Der Rheingau lebt den Wein. Ebenso wie an der Mosel wird hier seit Jahrhunderten Riesling kultiviert. Die Spätlese entstand hier dereinst aus einem Zufall heraus. Könnten die Mauern des berühmten Schloss Johannisberg sprechen, würden Sie von Kriegen, Kirche und Konzerten berichten. Die Geschichte des Klosters ist lang. Heute dient das Schloss verschiedenen Zwecken. Das Weingut ist in alleinigem Besitz der etwa 35 ha großen Einzellage mit der Bezeichnung „Schloss Johannisberg“, die zu Füßen des Anwesens liegt.

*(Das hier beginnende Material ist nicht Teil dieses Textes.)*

//! Record kinds and their table layout.

mod galaxy;
mod planet;
mod schema;

pub use galaxy::Galaxy;
pub use planet::{Planet, PlanetType};
pub use schema::{decodes_as, ColumnInfo, EntitySchema, ShapeCheck, ValidationRule, NAME_RULE};

use serde::{de::DeserializeOwned, Serialize};
use uuid::Uuid;

/// A record kind persisted in its own table. Records carry no persistence behaviour;
/// the query module and the store do the I/O.
pub trait Record: Serialize + DeserializeOwned + Clone + Send + Sync + 'static {
    fn schema() -> &'static EntitySchema;

    fn id(&self) -> Option<Uuid>;

    fn name(&self) -> &str;

    /// Persisted records have a store-assigned id; transient ones do not.
    fn is_persisted(&self) -> bool {
        self.id().is_some()
    }
}
//! Typed query builder. Builder steps are pure and return a new `Query`;
//! terminal operations take an explicit executor and are the only code that touches the store.

mod page;
mod spec;

pub use page::{ChunkSummary, Page, PageMetadata, PageRequest};
pub use spec::{check_value, column, Direction, Filter, Group, Logic, Op, Predicate, SortKey, Spec, Window};

use crate::error::AppError;
use crate::model::Record;
use crate::store::Executor;
use serde_json::Value;
use std::marker::PhantomData;
use std::ops::RangeBounds;

pub struct Query<R> {
    spec: Spec,
    _record: PhantomData<fn() -> R>,
}

impl<R> Clone for Query<R> {
    fn clone(&self) -> Self {
        Query {
            spec: self.spec.clone(),
            _record: PhantomData,
        }
    }
}

impl<R> std::fmt::Debug for Query<R> {
    fn fmt(&self, f: &mut std::fmt::Formatter<'_>) -> std::fmt::Result {
        f.debug_struct("Query").field("spec", &self.spec).finish()
    }
}

impl<R: Record> Default for Query<R> {
    fn default() -> Self {
        Self::new()
    }
}

impl<R: Record> Query<R> {
    pub fn new() -> Self {
        Query {
            spec: Spec::default(),
            _record: PhantomData,
        }
    }

    pub fn spec(&self) -> &Spec {
        &self.spec
    }

    pub fn filter(mut self, field: impl Into<String>, op: Op, value: impl Into<Value>) -> Self {
        self.spec.predicates.push(Predicate::Filter(Filter {
            field: field.into(),
            op,
            value: value.into(),
        }));
        self
    }

    pub fn group(mut self, logic: Logic, build: impl FnOnce(Group) -> Group) -> Self {
        self.spec.predicates.push(build(Group::new(logic)).into_predicate());
        self
    }

    pub fn sort(mut self, field: impl Into<String>, direction: Direction) -> Self {
        self.spec.sorts.push(SortKey {
            field: field.into(),
            direction,
        });
        self
    }

    pub fn project<I, S>(mut self, fields: I) -> Self
    where
        I: IntoIterator<Item = S>,
        S: Into<String>,
    {
        self.spec.fields = Some(fields.into_iter().map(Into::into).collect());
        self
    }

    pub fn unique(mut self) -> Self {
        self.spec.unique = true;
        self
    }

    /// Keeps only result positions inside `range` (0-based, over the sorted result).
    pub fn range(mut self, range: impl RangeBounds<u64>) -> Self {
        self.spec.window = Some(Window::from_bounds(range));
        self
    }

    fn with_window(&self, window: Window) -> Spec {
        Spec {
            window: Some(window),
            ..self.spec.clone()
        }
    }

    fn typed_spec(&self) -> Result<&Spec, AppError> {
        if self.spec.fields.is_some() {
            return Err(AppError::BadRequest(
                "projected queries return partial rows; use values()".into(),
            ));
        }
        Ok(&self.spec)
    }

    pub async fn all(&self, exec: &mut dyn Executor) -> Result<Vec<R>, AppError> {
        let spec = self.typed_spec()?;
        let rows = exec.select(R::schema(), spec).await?;
        rows.into_iter().map(decode).collect()
    }

    /// `None` when nothing matches.
    pub async fn first(&self, exec: &mut dyn Executor) -> Result<Option<R>, AppError> {
        self.typed_spec()?;
        let window = self.spec.window.unwrap_or_default().narrow(0, 1);
        let rows = exec.select(R::schema(), &self.with_window(window)).await?;
        rows.into_iter().next().map(decode).transpose()
    }

    /// Untyped rows restricted to the projection, if any.
    pub async fn values(&self, exec: &mut dyn Executor) -> Result<Vec<Value>, AppError> {
        exec.select(R::schema(), &self.spec).await
    }

    pub async fn count(&self, exec: &mut dyn Executor) -> Result<u64, AppError> {
        exec.count(R::schema(), &self.spec).await
    }

    /// Any range on the query is replaced by the page window; `total` counts every match.
    pub async fn paginate(&self, exec: &mut dyn Executor, req: PageRequest) -> Result<Page<R>, AppError> {
        req.check()?;
        let unwindowed = Spec {
            window: None,
            ..self.typed_spec()?.clone()
        };
        let total = exec.count(R::schema(), &unwindowed).await?;
        let window = Window {
            offset: (req.page - 1).saturating_mul(req.per),
            limit: Some(req.per),
        };
        let rows = exec.select(R::schema(), &self.with_window(window)).await?;
        let items = rows.into_iter().map(decode).collect::<Result<Vec<_>, _>>()?;
        Ok(Page {
            items,
            metadata: PageMetadata {
                page: req.page,
                per: req.per,
                total,
            },
        })
    }

    /// Streams matches in batches of at most `max`. Each row decodes on its own, so a bad row
    /// reaches the callback as an `Err` without stopping the scan.
    ///
    /// Every batch is its own LIMIT/OFFSET select. On an autocommit executor, writes that land
    /// between batches shift the window, so rows can be skipped or seen twice. Pass a
    /// transaction's executor to scan one consistent snapshot.
    pub async fn chunk<F>(&self, exec: &mut dyn Executor, max: usize, mut on_batch: F) -> Result<ChunkSummary, AppError>
    where
        F: FnMut(Vec<Result<R, AppError>>) + Send,
    {
        if max == 0 {
            return Err(AppError::BadRequest("chunk size must be positive".into()));
        }
        self.typed_spec()?;
        let outer = self.spec.window.unwrap_or_default();
        let batch_size = max as u64;
        let mut summary = ChunkSummary::default();
        loop {
            let window = outer.narrow(summary.records, batch_size);
            if window.limit == Some(0) {
                break;
            }
            let rows = exec.select(R::schema(), &self.with_window(window)).await?;
            if rows.is_empty() {
                break;
            }
            let fetched = rows.len() as u64;
            let batch: Vec<Result<R, AppError>> = rows.into_iter().map(decode).collect();
            summary.batches += 1;
            summary.records += fetched;
            summary.failures += batch.iter().filter(|r| r.is_err()).count() as u64;
            tracing::debug!(
                table = R::schema().table_name,
                batch = summary.batches,
                size = fetched,
                "chunk batch"
            );
            on_batch(batch);
            if fetched < batch_size {
                break;
            }
        }
        Ok(summary)
    }

    /// Sets `field` on every matching record in one statement. Returns the affected count.
    pub async fn update(&self, exec: &mut dyn Executor, field: &str, value: impl Into<Value>) -> Result<u64, AppError> {
        let schema = R::schema();
        self.check_bulk()?;
        let col = column(schema, field)?;
        if col.name == schema.pk_column {
            return Err(AppError::BadRequest(format!("'{}' is immutable", field)));
        }
        let value = value.into();
        check_value(col, &value)?;
        exec.update(schema, &self.spec, field, &value).await
    }

    /// Deletes every matching record in one statement. Returns the affected count.
    pub async fn delete(&self, exec: &mut dyn Executor) -> Result<u64, AppError> {
        self.check_bulk()?;
        exec.delete(R::schema(), &self.spec).await
    }

    fn check_bulk(&self) -> Result<(), AppError> {
        if self.spec.window.is_some() || self.spec.fields.is_some() || self.spec.unique {
            return Err(AppError::BadRequest(
                "update and delete apply to every match; range, projection and unique are not allowed".into(),
            ));
        }
        Ok(())
    }
}

/// Persists a transient record and returns it with its store-assigned id.
pub async fn create<R: Record>(exec: &mut dyn Executor, record: &R) -> Result<R, AppError> {
    if record.is_persisted() {
        return Err(AppError::Conflict(format!(
            "{} record is already persisted",
            R::schema().table_name
        )));
    }
    let row = match serde_json::to_value(record)? {
        Value::Object(map) => map,
        _ => return Err(AppError::Decode("record must serialize to an object".into())),
    };
    let created = exec.insert(R::schema(), &row).await?;
    decode(created)
}

fn decode<R: Record>(row: Value) -> Result<R, AppError> {
    serde_json::from_value(row).map_err(|e| AppError::Decode(format!("{}: {}", R::schema().table_name, e)))
}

Doch der Rheingau hat deutlich mehr zu bieten. Westlich des Rheinknies erstreckt sich dieses Weinbaugebiet bei Wiesbaden auf einem schmalen Streifen zischen dem Rhein und den nördlich davon gelegenen Höhen des Taunus. Im Süden grenzt es an Rheinhessen und die Nahe. Im Westen und Nordwesten an den Mittelrhein. Rund 80 % der gesamten Rebfläche ist mit Riesling bestockt. Auf Rang zwei der Rebsortenliste befindet sich Spätburgunder mit immerhin 13 %. Dass am Rhein bereits seit Römerzeiten Wein kultiviert wurde, ist ohnehin bekannt. Im Rheingau war dies zunächst nicht der Fall. Die Nähe zum Limes und dem damit angrenzenden Feindesland könnte ein Grund für den Verzicht gewesen sein. Erst Karl der Große blickte einer Legende nach von Ingelheim in Richtung Rheingau und sah, dass auf dem Johannisberg der Schnee früher schmolz. Dies soll zur unmittelbaren Folge gehabt haben, dass er dort Wein anbauen ließ.

Um 1130 erreicht der Weinbau dann in ganz Deutschland seinen Höhepunkt. 300 000 ha waren mit Reben bestockt. Das ist das dreifache heutiger Zahlen. Während in Frankfurt Verbote für das Neuanlegen von Weinbergen erlassen wurden und die Obrigkeit in Mainz die Ausbeute ihrer Weinberge erhöhte indem nur noch ertragsreiche, rote Rebsorten angebaut wurden, pflanzte Graf Johann von Katzenelnbogen im nicht weit entfernten Rüdesheim eine neue weiße Sorte an: den Riesling.

Diese Weinrebe ist -so sollte es sich herausstellten- in der Lage auf unterschiedlichsten Böden gute bis sehr gute Qualitäten zu erbringen. In höheren Lagen auf Verwitterungsböden ebenso wie nahe der Talsohle des Rheins auf Löss, Lehm und Ton. DIe Vulkanböden ergeben füllige und kräftige Weine. Schiefer hingegen bringt filigrane und spritzige Weine hervor. Keuper und Muschelböden schwere und opulente. Löss und Lehm lassen die Weine mächtig und aromatisch werden.

In Geisenheim werden an der Forschungsanstalt für Garten- und Weinbau seit 1872 Versuche in Weinbau und Keller getätigt. Das international renommierte Institut vermittelt der zukünftigen Winzerelite hier das nötige Rüstzeug. Der ehedem hier tätige Dozent Hermann Müller war seinerzeit der Züchter und Schöpfer der nach dem Riesling am häufigsten angebauten weißen Rebsorte: des Müller-Thurgau.